Entre les jambes du pont, la Loire s’écoule en chantant. Nevers se dresse, de pierres et d’années vêtue, de l’autre côté de l’ouvrage. Voici ses toits qui s’inclinent, saluant celles et ceux qui viennent à sa rencontre, sa cathédrale qui lève les yeux vers le ciel.
Et puis, à droite, ce vaisseau de béton amarré sur la rive depuis les années 1960, dont la construction est allée de pair avec la déviation de la RN 7, appelée à passer sur la chaussée élargie du boulevard Pierre-de-Coubertin pour désengorger l’hypercentre. Ce trois-mâts immobile, bâti sur les derniers soupirs de l’ancien quartier des mariniers (les Pâtis, démoli à la fin des années 1950 pour insalubrité) rassemble en un imposant triptyque la Maison des Sports, la Maison de la Culture de l’agglomération neversoise et la Bourse du Travail.

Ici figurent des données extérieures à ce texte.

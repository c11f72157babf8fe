use image::{ImageBuffer, Pixel};

use crate::consts::BOX_KERNEL;

use super::{correlate_interior, with_samples};

/// Sharpen by adding back the difference from a 3x3 box blur.
///
/// `amount` — strength; each sample becomes `orig + trunc(amount * (orig - blur))`,
/// clamped to `0..=255`.
///
/// The blur is the integer mean (truncated) of the 3x3 neighbourhood. Border
/// pixels have no full neighbourhood, so their blur is the pixel itself and
/// they come out unchanged. Every channel, alpha included, is filtered.
pub fn unsharp_mask<P>(img: &ImageBuffer<P, Vec<u8>>, amount: f32) -> ImageBuffer<P, Vec<u8>>
where
    P: Pixel<Subpixel = u8>,
{
    let (w, h) = img.dimensions();
    let channels = P::CHANNEL_COUNT as usize;
    let raw = img.as_raw();
    let blurred = correlate_interior(raw, w as usize, h as usize, channels, &BOX_KERNEL, |sum| {
        (sum / 9) as u8
    });

    let samples = raw
        .iter()
        .zip(&blurred)
        .map(|(&orig, &blur)| {
            let diff = orig as i32 - blur as i32;
            (orig as i32 + (amount * diff as f32) as i32).clamp(0, 255) as u8
        })
        .collect();
    with_samples(img, samples)
}
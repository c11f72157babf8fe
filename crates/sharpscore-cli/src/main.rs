mod commands;
mod progress;
mod summary;

use anyhow::Result;
use clap::{Parser, Subcommand};
use tracing_subscriber::EnvFilter;

#[derive(Parser)]
#[command(
    name = "sharpscore",
    about = "Tenengrad sharpness scoring and sharpening for still images"
)]
#[command(version)]
struct Cli {
    /// Enable verbose output
    #[arg(short, long, global = true)]
    verbose: bool,

    #[command(subcommand)]
    command: Commands,
}

#[derive(Subcommand)]
enum Commands {
    /// Score individual image files and rank them
    Score(commands::score::ScoreArgs),
    /// Score every image in two or more directories and write a CSV table
    Compare(commands::compare::CompareArgs),
    /// Sharpen every JPEG in a directory into another directory
    Sharpen(commands::sharpen::SharpenArgs),
    /// Print a default comparison config as TOML
    Config(commands::config::ConfigArgs),
}

fn main() -> Result<()> {
    let cli = Cli::parse();

    let filter = if cli.verbose {
        EnvFilter::new("debug")
    } else {
        EnvFilter::new("warn")
    };
    tracing_subscriber::fmt().with_env_filter(filter).init();

    match &cli.command {
        Commands::Score(args) => commands::score::run(args),
        Commands::Compare(args) => commands::compare::run(args),
        Commands::Sharpen(args) => commands::sharpen::run(args),
        Commands::Config(args) => commands::config::run(args),
    }
}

Maquette conservée aux Archives départementales.
"Ce building planté seul au milieu d’un terrain nu choque pour l’instant les âmes éprises d’esthétique", commentait Le Journal du Centre au moment de l’inauguration de cette dernière, le 1er mai 1964. 60 ans plus tard, des Nivernais la qualifient encore, d’une formule un peu moins poétique, de "verrue" défigurant le quartier.
À l’époque de l’élévation de cet ensemble, la modernité de son architecture s’inscrivait dans l’élan du progrès façon Trente Glorieuses. Le sport et les arts devenaient accessibles à tous, et non plus qu’aux élites, en un même lieu, rappelle Olivier Vavon, secrétaire départemental FO. Le grand navire devait voguer sur les flots de l’épanouissement, de la liberté, poussé par le vent de l’émancipation et de l’égalité, la voile de la liberté syndicale hissée au centre.
Doter Nevers et la Nièvre de grands équipementsL’enthousiasme était alors de mise : la grande salle de la Maison des Sports est décrite, dans les colonnes du journal, comme "dotée des derniers perfectionnements." De ce site, écrit le journaliste André Gaudry en 1969, "il est facile de prédire le plein emploi" tant les Nivernais sont, jusqu’alors, "défavorisés sur le plan de l’équipement sportif."
Il faut bien un secrétaire d’État à la Jeunesse et aux Sports pour l’inaugurer avec un grand gala omnisports, devant 2.000 Nivernais ayant pris place dans les gradins et les concepteurs du projet, les architectes Guillaume et Vauzelle.
Inauguration de la Maison des Sports de Nevers, fonds du journal La Montagne conservés par les Archives départementales de la Nièvre (18 Fi).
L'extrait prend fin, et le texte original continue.